Elisangela lamenta a perda de um filho, que também era seu companheiro. “Ele me ajudava muito, para comprar um gás, além dos meus filhos tenho sobrinhos para cuidar, não ia deixar ninguém na rua. Esses policiais vão me ajudar com cesta básica? Não vão. Eles tiraram um pedaço de mim, tiraram o filho que estava me ajudando”.
Segundo a Secretaria da Segurança Pública, todas as circunstâncias relacionadas aos fatos estão sendo apuradas pelo 7º DP de Osasco e pela Polícia Militar, que instaurou o IPM (Inquérito Policial Militar). “Um revólver calibre 32 foi localizado com o suspeito e apreendido para perícia, assim como as armas dos PMs envolvidos. Diligências estão em andamento para esclarecer os fatos”, diz a nota da assessoria de imprensa terceirizada InPress.

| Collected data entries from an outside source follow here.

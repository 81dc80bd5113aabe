// src/main.rs

use std::net::SocketAddr;
use std::str::FromStr;

use bloglist::config::Config;
use bloglist::routes;
use bloglist::state::AppState;
use dotenvy::dotenv;
use sqlx::sqlite::{SqliteConnectOptions, SqlitePoolOptions};
use tracing_subscriber::{EnvFilter, fmt, layer::SubscriberExt, util::SubscriberInitExt};

#[tokio::main]
async fn main() {
    // Load .env file (if present)
    dotenv().ok();

    // Load configuration from environment
    let config = Config::from_env();

    let file_appender = tracing_appender::rolling::daily("logs", "app.log");
    let (non_blocking, _guard) = tracing_appender::non_blocking(file_appender);
    let env_filter = EnvFilter::new(&config.rust_log);
    let stdout_layer = fmt::layer().with_writer(std::io::stdout).with_target(false);
    let file_layer = fmt::layer().with_writer(non_blocking).with_ansi(false);

    // Initialize Tracing (Logging)
    tracing_subscriber::registry()
        .with(env_filter)
        .with(stdout_layer)
        .with(file_layer)
        .init();

    // Initialize Database Pool
    let options = SqliteConnectOptions::from_str(&config.database_url)
        .expect("DATABASE_URL is not a valid SQLite connection string")
        .create_if_missing(true);

    let pool = SqlitePoolOptions::new()
        .max_connections(5)
        .connect_with(options)
        .await
        .expect("Failed to open database");

    tracing::info!("Database connected...");

    // Run Migrations Automatically
    tracing::info!("Running migrations...");
    sqlx::migrate!("./migrations")
        .run(&pool)
        .await
        .expect("Failed to run database migrations");
    tracing::info!("Migrations applied successfully.");

    // Create AppState
    let state = AppState {
        pool,
        config: config.clone(),
    };

    // Create the Axum application router
    let app = routes::create_router(state);

    // Bind to the listening address
    let addr = SocketAddr::from(([0, 0, 0, 0], 3003));
    tracing::info!("Listening on {}", addr);

    let listener = tokio::net::TcpListener::bind(addr).await.unwrap();

    // Start the server
    axum::serve(listener, app).await.unwrap();
}
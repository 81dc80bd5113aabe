// src/lib.rs

pub mod config;
pub mod error;
pub mod handlers;
pub mod models;
pub mod routes;
pub mod state;
pub mod stats;
pub mod utils;

// Re-export specific items for convenience if needed
pub use routes::create_router;
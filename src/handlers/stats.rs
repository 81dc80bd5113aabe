use axum::{Json, extract::State, response::IntoResponse};
use sqlx::SqlitePool;

use crate::{error::AppError, models::blog::Blog, stats};

/// Report aggregate statistics over all stored blogs.
///
/// Materializes the blog list once and hands it to the pure aggregation
/// module. Aggregates with no defined answer over an empty list serialize
/// as null.
pub async fn get_stats(State(pool): State<SqlitePool>) -> Result<impl IntoResponse, AppError> {
    let blogs = sqlx::query_as::<_, Blog>(
        "SELECT id, user_id, title, author, url, likes, created_at FROM blogs ORDER BY id",
    )
    .fetch_all(&pool)
    .await?;

    Ok(Json(serde_json::json!({
        "blogs": stats::count_blogs(&blogs),
        "totalLikes": stats::total_likes(&blogs),
        "favorite": stats::favorite_blog(&blogs),
        "mostBlogs": stats::most_blogs(&blogs),
        "mostLikes": stats::most_likes(&blogs),
    })))
}
// src/models/user.rs

use serde::{Deserialize, Serialize};
use sqlx::FromRow;
use validator::Validate;

/// Represents the 'users' table in the database.
#[derive(Debug, Clone, FromRow, Serialize, Deserialize)]
pub struct User {
    pub id: i64,

    /// Unique username.
    pub username: String,

    /// Optional display name.
    pub name: Option<String>,

    /// Argon2 password hash.
    /// Skipped during serialization to prevent leaking sensitive data.
    #[serde(skip)]
    pub password_hash: String,

    pub created_at: chrono::DateTime<chrono::Utc>,
}

/// DTO for a new user (Registration).
///
/// Required fields are `Option` so a missing field surfaces as a 400
/// validation error instead of a body-deserialization rejection.
#[derive(Debug, Deserialize, Validate)]
pub struct CreateUserRequest {
    #[validate(
        required(message = "username is required"),
        length(min = 3, max = 50, message = "username must be at least 3 characters")
    )]
    pub username: Option<String>,

    pub name: Option<String>,

    #[validate(
        required(message = "password is required"),
        length(min = 3, max = 128, message = "password must be at least 3 characters")
    )]
    pub password: Option<String>,
}

/// DTO for user login.
#[derive(Debug, Deserialize, Validate)]
pub struct LoginRequest {
    #[validate(length(min = 1, max = 50))]
    pub username: String,
    #[validate(length(min = 1, max = 128))]
    pub password: String,
}

/// A user together with the ids of the blogs they own.
/// The blog list is derived from blog ownership, never stored separately.
#[derive(Debug, Serialize)]
pub struct UserResponse {
    pub id: i64,
    pub username: String,
    pub name: Option<String>,
    pub blogs: Vec<i64>,
}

A SSP não respondeu às seguintes questões:
1) Qual risco Caique, sozinho em uma moto, poderia causar aos PMs para que ele fosse executado com um tiro?
2) Segundo familiares de Caique e pessoas que estavam próximas ao local, o jovem pediu socorro mas não foi atendido. Qual horário o socorro chegou?
3) O policial militar que efetuou o disparo foi afastado das atividades?